Cleveland sports fans know that sinking feeling, when another championship begins to slip away again.
Not since 1964 had the city celebrated winning a major North American sports title and, after the Cleveland Cavaliers' 97-108 NBA Finals Game 4 loss to the Golden State Warriors on Friday, the fans are bracing themselves for another year of disappointment when Game 5 comes around tomorrow.
Of the 32 teams who have gone down 1-3 in the National Basketball Association Finals, none have rebounded to win the best-of-seven series, even against teams far less mighty than the Warriors have been in the 2015-16 season.
Not only do the Cavaliers face the daunting task of winning three straight against a team they have beaten only once all year, but they must also win two of them on the Warriors' home court.
Still, Cavs superstar LeBron James refused to wave a white flag of surrender.
"My mindset is (to) get one," he said. "You know, we've got to go out there and play obviously better than we played tonight. Better than even we played in Game 3. But we've got to get one."
That third game saw Cleveland deliver a sound 120-90 spanking to the defending champions, but Golden State rebounded for their 88th victory of the season - the most combined wins in the regular season and post-season in history.
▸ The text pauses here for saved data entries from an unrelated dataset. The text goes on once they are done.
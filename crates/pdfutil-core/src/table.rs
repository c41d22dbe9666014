//! Tabular reconstruction
//!
//! Lines are split into cells by an ordered chain of delimiter strategies;
//! the first strategy that yields at least two non-empty cells wins. Rows
//! are independent: no alignment across rows beyond optional padding.

use serde::Serialize;

pub type Row = Vec<String>;

/// A delimiter strategy: `Some(cells)` when it recognises the line
pub type SplitStrategy = fn(&str) -> Option<Row>;

/// Strategies in priority order. New delimiters go here.
pub const SPLIT_STRATEGIES: &[SplitStrategy] = &[split_on_pipe, split_on_tab, split_on_spaces];

fn accept(cells: impl Iterator<Item = String>) -> Option<Row> {
    let cells: Row = cells.filter(|c| !c.is_empty()).collect();
    (cells.len() >= 2).then_some(cells)
}

pub fn split_on_pipe(line: &str) -> Option<Row> {
    accept(line.split('|').map(|c| c.trim().to_string()))
}

pub fn split_on_tab(line: &str) -> Option<Row> {
    accept(line.split('\t').map(|c| c.trim().to_string()))
}

/// Split on runs of two or more consecutive spaces
pub fn split_on_spaces(line: &str) -> Option<Row> {
    let mut cells = Vec::new();
    let mut current = String::new();
    let mut spaces = 0;

    for ch in line.chars() {
        if ch == ' ' {
            spaces += 1;
            continue;
        }
        if spaces >= 2 {
            cells.push(std::mem::take(&mut current));
        } else if spaces == 1 {
            current.push(' ');
        }
        spaces = 0;
        current.push(ch);
    }
    cells.push(current);

    accept(cells.into_iter().map(|c| c.trim().to_string()))
}

/// Split one line into cells. A blank line yields an empty row.
pub fn split_line(line: &str) -> Row {
    let trimmed = line.trim();
    if trimmed.is_empty() {
        return Vec::new();
    }
    SPLIT_STRATEGIES
        .iter()
        .find_map(|strategy| strategy(trimmed))
        .unwrap_or_else(|| vec![trimmed.to_string()])
}

/// Split every non-blank line into a row
pub fn lines_to_rows<S: AsRef<str>>(lines: &[S]) -> Vec<Row> {
    lines
        .iter()
        .map(|line| split_line(line.as_ref()))
        .filter(|row| !row.is_empty())
        .collect()
}

/// Header candidate: the first line of the first page, accepted only when
/// the split chain produces two or more cells
pub fn detect_header<S: AsRef<str>>(first_page_lines: &[S]) -> Option<Row> {
    let row = split_line(first_page_lines.first()?.as_ref());
    (row.len() >= 2).then_some(row)
}

/// Row shape applied when a grid is finalised
#[derive(Debug, Clone, Copy, PartialEq, Eq, Default)]
pub enum Padding {
    /// Rows keep the cell count their line produced
    #[default]
    Ragged,
    /// Every row is padded with trailing empty cells to the widest row
    Rectangular,
}

/// One spreadsheet's worth of rows
#[derive(Debug, Clone, Default, PartialEq, Serialize)]
pub struct Grid {
    pub header: Option<Row>,
    pub rows: Vec<Row>,
}

impl Grid {
    /// Header (if any) followed by data rows
    pub fn all_rows(&self) -> impl Iterator<Item = &Row> {
        self.header.iter().chain(self.rows.iter())
    }

    /// Widest row, header included
    pub fn width(&self) -> usize {
        self.all_rows().map(Vec::len).max().unwrap_or(0)
    }

    pub fn is_empty(&self) -> bool {
        self.header.is_none() && self.rows.is_empty()
    }

    fn pad(&mut self) {
        let width = self.width();
        for row in self.header.iter_mut().chain(self.rows.iter_mut()) {
            row.resize(width, String::new());
        }
    }
}

/// Accumulates pages, in order, into a single grid
#[derive(Debug, Default)]
pub struct GridBuilder {
    grid: Grid,
    pages: usize,
}

impl GridBuilder {
    pub fn new() -> Self {
        Self::default()
    }

    /// Append one page's lines. On the first page, the first line becomes the
    /// header when it splits into two or more cells. Either way it is also
    /// kept as the first data row, so an accepted header appears twice.
    pub fn push_page<S: AsRef<str>>(&mut self, lines: &[S]) {
        if self.pages == 0 {
            self.grid.header = detect_header(lines);
        }
        self.pages += 1;
        self.grid.rows.extend(lines_to_rows(lines));
    }

    pub fn page_count(&self) -> usize {
        self.pages
    }

    pub fn build(mut self, padding: Padding) -> Grid {
        if padding == Padding::Rectangular {
            self.grid.pad();
        }
        self.grid
    }
}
In Game 4, Stephen Curry finally showed up for the first time in the Finals, displaying the deadly shotmaking that made him the first-ever unanimous choice for Most Valuable Player.
He dropped in 38 points, while his sidekick Klay Thompson - also fairly silent in the series until Game 4 - added 25.
As his team-mate Draymond Green said: "He's a competitor. He's been under a heavy microscope, and rightfully so.
"Two-time MVP, you're expected to have a great game in the Finals. He struggled the first three; tonight he was our guy."
Curry's performance was not lost on James, who said: "We made some mistakes and he made us pay for them. He made us pay every time we made a mistake defensively, and he shot the ball extremely well from the three-point line.
"We tried to keep a body on him when he went to the paint, where he struggled a little bit, but when he went to the three-point line, he made us pay."
Together, Curry and Thompson drowned out a valiant effort by the Cavaliers with about five minutes left to play in the fourth quarter, knocking the wind out of a noisy crowd at the Quicken Loans Arena that had been hoping the basketball team could break their 52-year sports drought.
Unlike the first three games of the Finals which ended in routs, the Cavaliers and the Warriors kept things close this time, swopping leads throughout the game.
The biggest difference was three-point shooting, as the Warriors relied on their deadliest weapon to eventually down the Cavs. They made a Finals-record 17 three-pointers on 47 per cent long-range shooting, while the Cavs managed only six three-pointers on 24 per cent shooting.
As the tense first half neared its end, officials called a technical foul on Golden State's coach Steve Kerr, for what was obvious from reading his lips were some four-letter words directed at them.
Despite the consensus that the Cavaliers are done, and that the Warriors will probably wrap up the series in Game 5 at home, Curry noted that buying into that kind of hype was not for him.
"We always talk about just because we're going home doesn't mean you can relax or take things for granted," he said.
"You work all regular season to have home-court advantage, and this is a great opportunity for us, and we need to play with a sense of urgency and a sense of aggression like we did tonight."